Biberonné à la kryptonite
Big Jim voit le jour à St. Simons dans les années 30, sur l’une des îles éponymes qui forment l’archipel des Sea Islands, en Georgie. Éduqué par sa grand-mère, il vit isolé, préservé, loin du racisme qui infeste le sud des États-Unis. À 8 ans, direction le nord et Long Island. À Manhasset, la légende prend vie. À quelques encablures de la Grosse pomme, il fait aussi connaissance avec le racisme. Frontalement. Football, lacrosse, baseball, basket, athlé, il décroche pas moins de 13 varsity letters récompensant l’excellence de ses performances. Sportif touche à tout, c’est pourtant sur les terrains de football et les pistes d’athlétisme que Jim impose sa domination. Dès son plus jeune âge. Plus grand. Plus rapide. Plus fort. Sur les rectangles verts, il avale les yards à la grosse cuillère (14,9 en moyenne par course). Sur les parquets, il enchaîne panier sur panier (plus de 38 points de moyenne par match).
Le lycée achevé, Jim reste fidèle à l’État de New York. Pourtant, c’est sans la moindre bourse d’études qu’il se présente à l’université de Syracuse à l’automne 1953. Freshman, il est le seul joueur noir de son équipe. Sous les couleurs de Syracuse, il apprend. Lentement, mais sûrement. Après deux saisons à partager le temps de jeu et les yards, il est intronisé titulaire en 1956. En 8 petits matchs, il avale 986 yards et marque 14 fois. All-American à l’unanimité, il finit 5e dans la course au Heisman Trophy et carbure à une moyenne folle de 6,2 yards par course. En guise d’apothéose, il conclut la saison régulière par une véritable démonstration de force face aux pauvres Colgate Raiders. 197 yards, 6 touchdowns, 61-7 au tableau d’affichage. Un carnage. Et comme écrabouiller les défenses à coup de courses dévastatrices ne lui suffit pas, il ajoute 7 conversions victorieuses au pied pour porter son total à 43 points. Un record qui tiendra 40 ans. Car oui, ce colosse d’un mètre 88 est aussi le kicker des Oranges. Lors du Cottown Bowl face à TCU, il engloutit 132 yards, marque trois fois et passe autant de coups de pied. Mais c’est bien l’une de ses tentatives bloquées qui fera la différence. Les Horned Froges l’emportent d’un tout petit point (27-28).

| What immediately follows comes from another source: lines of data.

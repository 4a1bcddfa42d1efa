//! Natives 22–29: effect channels and music.

use anyhow::Result;

use crate::host::Host;
use crate::machine::Machine;

pub(crate) fn sfx_play<H: Host>(m: &mut Machine<H>, host: &mut H) -> Result<()> {
    let res = m.word_arg(4)? as u16;
    let channel = m.byte_arg(6)?;
    let volume = m.byte_arg(7)?;
    host.mixer().sfx_play(res, channel, volume);
    Ok(())
}

pub(crate) fn sfx_stop<H: Host>(m: &mut Machine<H>, host: &mut H) -> Result<()> {
    let channel = m.byte_arg(4)?;
    host.mixer().sfx_stop(channel);
    Ok(())
}

pub(crate) fn sfx_loop<H: Host>(m: &mut Machine<H>, host: &mut H) -> Result<()> {
    let res = m.word_arg(4)? as u16;
    let channel = m.byte_arg(6)?;
    let volume = m.byte_arg(7)?;
    host.mixer().sfx_loop(res, channel, volume);
    Ok(())
}

pub(crate) fn music_play<H: Host>(m: &mut Machine<H>, host: &mut H) -> Result<()> {
    let res = m.word_arg(4)? as u16;
    host.mixer().music_play(res);
    m.vars.music_playing = 1;
    Ok(())
}

pub(crate) fn music_stop<H: Host>(m: &mut Machine<H>, host: &mut H) -> Result<()> {
    host.mixer().music_stop();
    m.vars.music_playing = 0;
    Ok(())
}

pub(crate) fn music_volume<H: Host>(m: &mut Machine<H>, host: &mut H) -> Result<()> {
    let volume = m.byte_arg(4)?;
    host.mixer().music_volume(volume);
    Ok(())
}

/// Stop every channel and the music.
pub(crate) fn flush<H: Host>(m: &mut Machine<H>, host: &mut H) -> Result<()> {
    host.mixer().flush();
    m.vars.music_playing = 0;
    Ok(())
}

pub(crate) fn sfx_playing<H: Host>(m: &mut Machine<H>, host: &mut H) -> Result<()> {
    let channel = m.byte_arg(4)?;
    let playing = host.mixer().sfx_playing(channel);
    m.set_acc(playing as i16);
    Ok(())
}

Drafté par les Cleveland Browns avec le 6e choix général, son impact va être immédiat. Dans une franchise auréolée de deux titres au cours des 3 dernières années, les compteurs vont rapidement s’affoler et changer à jamais le jeu. Le Babe Ruth de la NFL diront certains. En digne héritier de son boxeur professionnel de père, il adopte un style de jeu percutant. Dévastateur. Il faut dire qu’il est bâtit pour. Plus rapide que bien des defensive backs, plus puissant que bien des linebackers et linemen défensifs, « il est sur un terrain de football, ce qui se rapproche le plus de Superman » racontera l’un de ses adversaires de longue date. Un coureur sauvage, implacable, qui casse les plaquages à la pelle, continue d’avancer avec la moitié de la défense sur le dos et est capable de prendre la poudre d’escampette pleins gaz à tout instant. Un Adrian Peterson version vintage. Le père spirituel du running back violet.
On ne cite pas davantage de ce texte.